Je saisis le col de sa veste avec une lenteur calculée et le plaquai brutalement contre la vitre de sa voiture. Il laissa échapper un gémissement pitoyable.
— Tu as deux options, Morel, murmurai-je, le visage tout près du sien, exhalant la fumée de mon cigarillo sur ses joues blêmes. Option un : je te descends aux Affaires Internes ce soir. Tu perds ton insigne, ta pension, et tu finis à l'isolement au pénitencier de Donnacona pendant que tes petits copains de cellule se font un plaisir de te rappeler ce qu'on fait aux flics ripoux.
Lieutenant Morel : Et... et l'option deux ? hoqueta-t-il, les larmes aux yeux.
— Tu me donnes ta clé USB cryptée. Celle qui contient tes accès de niveau 4 aux dossiers scellés de l'enquête sur le Cartel et les enregistrements de sécurité du port. Les preuves que tu as expurgées pour protéger Mademoiselle Leduc.
Il hésita, terrorisé par le fantôme de Maïra.
Lieutenant Morel : Si je fais ça... elle va me tuer. Vous ne savez pas de quoi elle est capable. Elle a un monstre à son service.

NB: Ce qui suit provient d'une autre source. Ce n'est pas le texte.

//! Observability events emitted by the dispatch core.
//!
//! Events are typed variants; the flat key-value attribute form used by external
//! analytics is produced and parsed only at the boundary ([DispatchEvent::to_attributes],
//! [DispatchEvent::from_attributes]).

use std::collections::BTreeMap;

use serde::{Deserialize, Serialize};

use crate::error::EventParseError;
use crate::model::{PassengerId, RequestId, SimTime, VehicleId};

pub const CONFIRMATION_CREATED: &str = "driverConfirmationCreated";
pub const CONFIRMATION_COMPLETED: &str = "driverConfirmationCompleted";

const ATTR_TIME: &str = "time";
const ATTR_TYPE: &str = "type";
const ATTR_REQUEST: &str = "request";
const ATTR_PERSON: &str = "person";
const ATTR_VEHICLE: &str = "vehicle";
const ATTR_ACCEPTED: &str = "accepted";

#[derive(Debug, Clone, PartialEq, Eq, Serialize, Deserialize)]
#[serde(tag = "type")]
pub enum DispatchEvent {
    #[serde(rename = "driverConfirmationCreated")]
    ConfirmationCreated {
        time: SimTime,
        request: RequestId,
        passenger: PassengerId,
        vehicle: VehicleId,
    },
    #[serde(rename = "driverConfirmationCompleted")]
    ConfirmationCompleted {
        time: SimTime,
        request: RequestId,
        passenger: PassengerId,
        vehicle: VehicleId,
        accepted: bool,
    },
}

impl DispatchEvent {
    pub fn time(&self) -> SimTime {
        match self {
            DispatchEvent::ConfirmationCreated { time, .. }
            | DispatchEvent::ConfirmationCompleted { time, .. } => *time,
        }
    }

    pub fn request(&self) -> RequestId {
        match self {
            DispatchEvent::ConfirmationCreated { request, .. }
            | DispatchEvent::ConfirmationCompleted { request, .. } => *request,
        }
    }

    pub fn vehicle(&self) -> VehicleId {
        match self {
            DispatchEvent::ConfirmationCreated { vehicle, .. }
            | DispatchEvent::ConfirmationCompleted { vehicle, .. } => *vehicle,
        }
    }

    pub fn event_type(&self) -> &'static str {
        match self {
            DispatchEvent::ConfirmationCreated { .. } => CONFIRMATION_CREATED,
            DispatchEvent::ConfirmationCompleted { .. } => CONFIRMATION_COMPLETED,
        }
    }

    /// Flat attribute form. Ids are written as their numeric value, time in
    /// milliseconds.
    pub fn to_attributes(&self) -> BTreeMap<String, String> {
        let mut attrs = BTreeMap::new();
        attrs.insert(ATTR_TIME.to_string(), self.time().to_string());
        attrs.insert(ATTR_TYPE.to_string(), self.event_type().to_string());
        let (request, passenger, vehicle) = match self {
            DispatchEvent::ConfirmationCreated {
                request,
                passenger,
                vehicle,
                ..
            }
            | DispatchEvent::ConfirmationCompleted {
                request,
                passenger,
                vehicle,
                ..
            } => (request, passenger, vehicle),
        };
        attrs.insert(ATTR_REQUEST.to_string(), request.0.to_string());
        attrs.insert(ATTR_PERSON.to_string(), passenger.0.to_string());
        attrs.insert(ATTR_VEHICLE.to_string(), vehicle.0.to_string());
        if let DispatchEvent::ConfirmationCompleted { accepted, .. } = self {
            attrs.insert(ATTR_ACCEPTED.to_string(), accepted.to_string());
        }
        attrs
    }

    pub fn from_attributes(attrs: &BTreeMap<String, String>) -> Result<Self, EventParseError> {
        let time = parse_attr::<SimTime>(attrs, ATTR_TIME)?;
        let request = RequestId(parse_attr(attrs, ATTR_REQUEST)?);
        let passenger = PassengerId(parse_attr(attrs, ATTR_PERSON)?);
        let vehicle = VehicleId(parse_attr(attrs, ATTR_VEHICLE)?);
        let event_type = attrs
            .get(ATTR_TYPE)
            .ok_or(EventParseError::MissingAttribute(ATTR_TYPE))?;
        match event_type.as_str() {
            CONFIRMATION_CREATED => Ok(DispatchEvent::ConfirmationCreated {
                time,
                request,
                passenger,
                vehicle,
            }),
            CONFIRMATION_COMPLETED => Ok(DispatchEvent::ConfirmationCompleted {
                time,
                request,
                passenger,
                vehicle,
                accepted: parse_attr(attrs, ATTR_ACCEPTED)?,
            }),
            other => Err(EventParseError::UnknownType(other.to_string())),
        }
    }
}

fn parse_attr<T: std::str::FromStr>(
    attrs: &BTreeMap<String, String>,
    key: &'static str,
) -> Result<T, EventParseError> {
    let raw = attrs
        .get(key)
        .ok_or(EventParseError::MissingAttribute(key))?;
    raw.parse().map_err(|_| EventParseError::InvalidAttribute {
        key,
        value: raw.clone(),
    })
}

/// Destination for dispatch events. Events arrive in emission order.
pub trait EventSink {
    fn emit(&mut self, event: DispatchEvent);
}

impl EventSink for Vec<DispatchEvent> {
    fn emit(&mut self, event: DispatchEvent) {
        self.push(event);
    }
}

Je souris. Un sourire de carnassier absolu.
Je lâchai son col, dégaina mon arme de service avec une fluidité mortelle et la pressai durement sous son menton. Le métal froid lui arracha un cri étranglé.
— Maïra Leduc est un requin en costume, Julien. Mais je suis le p****n de mégalodon, grognai-je doucement. Elle te tuera peut-être demain. Moi, je te fais sauter la cervelle dans trois secondes. Choisis ta mort. Trois. Deux...
Les mains tremblantes, Morel fouilla dans la poche intérieure de sa veste et en sortit un petit lecteur USB noir. Il me le tendit, vaincu, brisé.
Je pris la clé, rangeai mon arme et lui tapotai amicalement la joue, comme on félicite un chien peureux.
— Bon garçon. Garde ton téléphone allumé, Julien. Tu ne travailles plus pour la Reine Noire. Tu travailles pour moi.
Je lui tournai le dos et me dirigeai vers ma voiture de fonction. Les dossiers scellés étaient à moi. Je n'avais pas besoin de mandat pour abattre l'Empire, j'avais juste besoin d'un levier d'extorsion.
Il était temps d'aller rendre une petite visite de courtoisie à la royauté.